BKPR create classic load balancer rather than NLB on EKS

[neeraj-htp]

While bootstrapping the EKS cluster with BKPR, it creates a classic load balancer to expose ingresses. How can I change the behavior to create Network Load Balancer? Network Load Balancers are recommended LB now on AWS.

Can someone point me in the right direction on how to switch from Classic Load Balancer to NLB? What all components I need to modify?

[neeraj-htp]

Further finding:

I checked the nginx-ingress service on the cluster. It is missing annotation

service.beta.kubernetes.io/aws-load-balancer-type: nlb

There are further two annotations recommend by nginx-ingress which are also missing.

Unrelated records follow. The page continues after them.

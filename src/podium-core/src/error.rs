//! Error types for the debate system.

use thiserror::Error;

#[derive(Error, Debug)]
pub enum DebateError {
    #[error("Validation failed: {0}")]
    Validation(String),

    #[error("Backend error: {0}")]
    Backend(String),

    #[error("OpenAI API error: {0}")]
    Api(#[from] async_openai::error::OpenAIError),

    #[error("Playback error: {0}")]
    Playback(String),

    #[error("Configuration error: {0}")]
    Config(String),
}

service.beta.kubernetes.io/aws-load-balancer-backend-protocol: tcp
service.beta.kubernetes.io/aws-load-balancer-cross-zone-load-balancing-enabled: 'true'

Does adding the annotation will create new NLB and map my existing ingress?

[javsalgar]

Hi,

Thank you for using BKPR. I'm not entirely sure if patching the current service will create the annotations. If that doesn't change, you may need to redeploy the service object.

[neeraj-htp]

Thanks @javsalgar . I patched the nginx-ingress service with annotation

service.beta.kubernetes.io/aws-load-balancer-type: nlb

and it created the nlb. I followed this guide. The only issue I'm facing now is, the response time on grafana and kibana portals slowed down drastically. I'm trying to figure out the cause but can't see any logical explanation behind it. Apart from slow response time, everything is working fine. Adding the annotation created the nlb and target groups. I also deleted the older classic load balancer created default.

[neeraj-htp]

I think patching with the annotation is not a good idea. It meshed up the nlb settings.

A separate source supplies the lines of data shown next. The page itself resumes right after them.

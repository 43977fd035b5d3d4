//! OpenAI-compatible language backend.
//!
//! Sessions keep their message history client-side. A reply is only recorded
//! into the history when its stream is consumed to natural completion, so a
//! stream abandoned mid-flight leaves the context untouched.

use std::sync::{Arc, Mutex};
use std::time::Duration;

use async_openai::Client;
use async_openai::config::OpenAIConfig;
use async_openai::types::chat::{
    ChatCompletionRequestAssistantMessage, ChatCompletionRequestMessage,
    ChatCompletionRequestSystemMessage, ChatCompletionRequestUserMessage,
    CreateChatCompletionRequestArgs,
};
use async_trait::async_trait;
use futures::StreamExt;

use crate::backend::{ChatSession, FragmentStream, LanguageBackend};
use crate::error::DebateError;

/// Language backend speaking the OpenAI chat-completion protocol.
pub struct OpenAiBackend {
    client: Client<OpenAIConfig>,
}

impl OpenAiBackend {
    /// Build a backend against an OpenAI-compatible endpoint.
    pub fn new(api_base: &str, api_key: &str) -> Result<Self, DebateError> {
        let http_client = reqwest::Client::builder()
            .timeout(Duration::from_secs(120))
            .connect_timeout(Duration::from_secs(30))
            .build()
            .map_err(|e| DebateError::Config(format!("Failed to create HTTP client: {e}")))?;

        let config = OpenAIConfig::new()
            .with_api_key(api_key)
            .with_api_base(api_base);

        Ok(Self {
            client: Client::with_config(config).with_http_client(http_client),
        })
    }
}

#[async_trait]
impl LanguageBackend for OpenAiBackend {
    async fn create_session(
        &self,
        model: &str,
        system_instruction: &str,
    ) -> Result<Box<dyn ChatSession>, DebateError> {
        let messages = vec![ChatCompletionRequestMessage::System(
            ChatCompletionRequestSystemMessage {
                content: system_instruction.to_string().into(),
                name: None,
            },
        )];

        Ok(Box::new(OpenAiChatSession {
            client: self.client.clone(),
            model: model.to_string(),
            messages: Arc::new(Mutex::new(messages)),
        }))
    }

    async fn generate_once(&self, model: &str, prompt: &str) -> Result<String, DebateError> {
        let request = CreateChatCompletionRequestArgs::default()
            .model(model)
            .messages(vec![ChatCompletionRequestMessage::User(
                ChatCompletionRequestUserMessage {
                    content: prompt.to_string().into(),
                    name: None,
                },
            )])
            .build()?;

        let response = self.client.chat().create(request).await?;
        response
            .choices
            .first()
            .and_then(|c| c.message.content.clone())
            .ok_or_else(|| DebateError::Backend("empty completion response".to_string()))
    }
}

/// One debater's conversation context.
struct OpenAiChatSession {
    client: Client<OpenAIConfig>,
    model: String,
    messages: Arc<Mutex<Vec<ChatCompletionRequestMessage>>>,
}

#[async_trait]
impl ChatSession for OpenAiChatSession {
    async fn send_streaming(&mut self, message: &str) -> Result<FragmentStream, DebateError> {
        let history = {
            let mut messages = self.messages.lock().unwrap();
            messages.push(ChatCompletionRequestMessage::User(
                ChatCompletionRequestUserMessage {
                    content: message.to_string().into(),
                    name: None,
                },
            ));
            messages.clone()
        };

        let request = CreateChatCompletionRequestArgs::default()
            .model(&self.model)
            .messages(history)
            .stream(true)
            .build()?;

        let mut upstream = self.client.chat().create_stream(request).await?;
        let messages = Arc::clone(&self.messages);

        let fragments = async_stream::try_stream! {
            let mut full = String::new();
            while let Some(chunk) = upstream.next().await {
                let chunk = chunk.map_err(DebateError::from)?;
                let Some(delta) = chunk
                    .choices
                    .first()
                    .and_then(|c| c.delta.content.clone())
                else {
                    continue;
                };
                if delta.is_empty() {
                    continue;
                }
                full.push_str(&delta);
                yield delta;
            }
            // Natural end of turn: fold the reply back into the context.
            messages
                .lock()
                .unwrap()
                .push(ChatCompletionRequestMessage::Assistant(
                    ChatCompletionRequestAssistantMessage {
                        content: Some(full.into()),
                        name: None,
                        tool_calls: None,
                        refusal: None,
                        audio: None,
                        function_call: None,
                    },
                ));
        };

        Ok(Box::pin(fragments))
    }
}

• The reason behind the slow response time was: nlb dnslookup resolve to three IP addresses. One of the IP is not reachable. So whenever a request hit grafana.my-domain.com, it goes to this unreachable IP address. It times out from there, that's when it connects to the correct IP address. That way each request is reaching to correct destination after timing out with that unreachable IP address. I don't know from where that IP address is coming from.
• IP addresses assigned to nlb usually depend on target groups. So I checked the target groups. Now, these target groups were created for the Classic load balancer. The health check endpoints for targets were of HTTP type which is not reachable. On another cluster where I'm successfully running nlb with kong, health check endpoints are of type tcp rather than HTTP. That is why it is showing unhealthy status for each node in the target group.

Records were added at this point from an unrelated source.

use crate::error::Result;
use crate::geometry::curve::Bezier7;
use crate::geometry::ControlPointSet;
use crate::math::Point2;
use crate::operations::shape::ComputeShape;
use crate::operations::solve::{SolveLambda, SolverParams};
use crate::tessellation::Polyline;

/// Ratio of the default target length to the horizontal anchor span.
pub const DEFAULT_SLACK: f64 = 1.5;

/// A rope stretched between two fixed points.
///
/// The rope's shape follows six interior control points, but its length
/// stays fixed for the lifetime of the instance. By default the length is
/// [`DEFAULT_SLACK`] times the horizontal distance between the endpoints.
#[derive(Debug, Clone)]
pub struct Rope {
    start: Point2,
    end: Point2,
    base: ControlPointSet,
    target_length: f64,
    params: SolverParams,
}

impl Rope {
    /// Creates a rope from its endpoints and six interior control points.
    ///
    /// # Errors
    ///
    /// Returns `GeometryError::ControlPointCount` if `base_points` does not
    /// hold exactly six points.
    pub fn new(start: Point2, end: Point2, base_points: &[Point2]) -> Result<Self> {
        let base = ControlPointSet::try_from(base_points)?;
        Ok(Self {
            start,
            end,
            base,
            target_length: (end.x - start.x) * DEFAULT_SLACK,
            params: SolverParams::default(),
        })
    }

    /// Overrides the target length.
    #[must_use]
    pub fn with_target_length(mut self, target_length: f64) -> Self {
        self.target_length = target_length;
        self
    }

    /// Overrides the solver parameters.
    #[must_use]
    pub fn with_params(mut self, params: SolverParams) -> Self {
        self.params = params;
        self
    }

    /// Returns the fixed start point.
    #[must_use]
    pub fn start(&self) -> &Point2 {
        &self.start
    }

    /// Returns the fixed end point.
    #[must_use]
    pub fn end(&self) -> &Point2 {
        &self.end
    }

    /// Returns the arc length the rope is held to.
    #[must_use]
    pub fn target_length(&self) -> f64 {
        self.target_length
    }

    /// Returns the current (unadjusted) interior control points.
    #[must_use]
    pub fn base_points(&self) -> &ControlPointSet {
        &self.base
    }

    /// Replaces the interior control points, e.g. for the next animation frame.
    ///
    /// # Errors
    ///
    /// Returns `GeometryError::ControlPointCount` if `base_points` does not
    /// hold exactly six points. The rope is left unchanged on error.
    pub fn set_base_points(&mut self, base_points: &[Point2]) -> Result<()> {
        self.base = ControlPointSet::try_from(base_points)?;
        Ok(())
    }

    fn solver(&self) -> SolveLambda {
        SolveLambda::new(self.base, self.start, self.end, self.target_length)
            .with_params(self.params)
    }

    /// Solves the offset scale λ for the current control points.
    ///
    /// # Errors
    ///
    /// Returns an error if the target length or solver parameters are invalid.
    pub fn lambda(&self) -> Result<f64> {
        self.solver().execute()
    }

    /// Returns the six interior points after λ adjustment.
    ///
    /// # Errors
    ///
    /// Returns an error if the target length or solver parameters are invalid.
    pub fn adjusted_points(&self) -> Result<ControlPointSet> {
        let lambda = self.lambda()?;
        Ok(self.base.adjusted(&self.start, &self.end, lambda))
    }

    /// Returns the length-constrained degree-7 curve.
    ///
    /// # Errors
    ///
    /// Returns an error if the target length or solver parameters are invalid.
    pub fn curve(&self) -> Result<Bezier7> {
        self.shape().curve()
    }

    /// Returns the sampled polyline to draw.
    ///
    /// # Errors
    ///
    /// Returns an error if the target length or solver parameters are invalid.
    pub fn polyline(&self) -> Result<Polyline> {
        self.shape().execute()
    }

    fn shape(&self) -> ComputeShape {
        ComputeShape::new(
            self.start,
            self.end,
            self.base.points().to_vec(),
            self.target_length,
        )
        .with_params(self.params)
    }
}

@javsalgar Is there a way to add the annotation in the original stack so that from the beginning kubeprod will create nlb. And I think it should be the default practice. nlb is recommended over classic load balancer.

[javsalgar]

Hi,

Thank you very much for the input! Yes, you can use the overrides features so you can deploy your own customizations to your BKPR installation. Check this section of the documentation: https://github.com/bitnami/kube-prod-runtime/blob/master/docs/overrides.md

Please let us know if you find any issues.

[neeraj-htp]

@javsalgar I feel overriding will also not solve the issue. Initially kubeprod creates the Classic Load balancer. When you will apply the update using overrides, it will create a separate nlb but pickes the existing target groups. This will be a problem because the health check endpoint in these target groups is of type http. Which will show all the nodes unhealthy to the nlb. You can not change health check point type in target groups. For nlb, target groups usually have tcp health check points.

Is there a way to bootstrap the cluster with overrides? I mean the initial installation should consider the overrides.

[javsalgar]

Yes, you could deploy the whole installation using kubecfg. kubeprod generates the jsonnet files so, apart from updating, you could use kubecfg to delete the whole installation. After that, then deploy everything using kubecfg again. The cloud settings should be already set so with that it should be enough.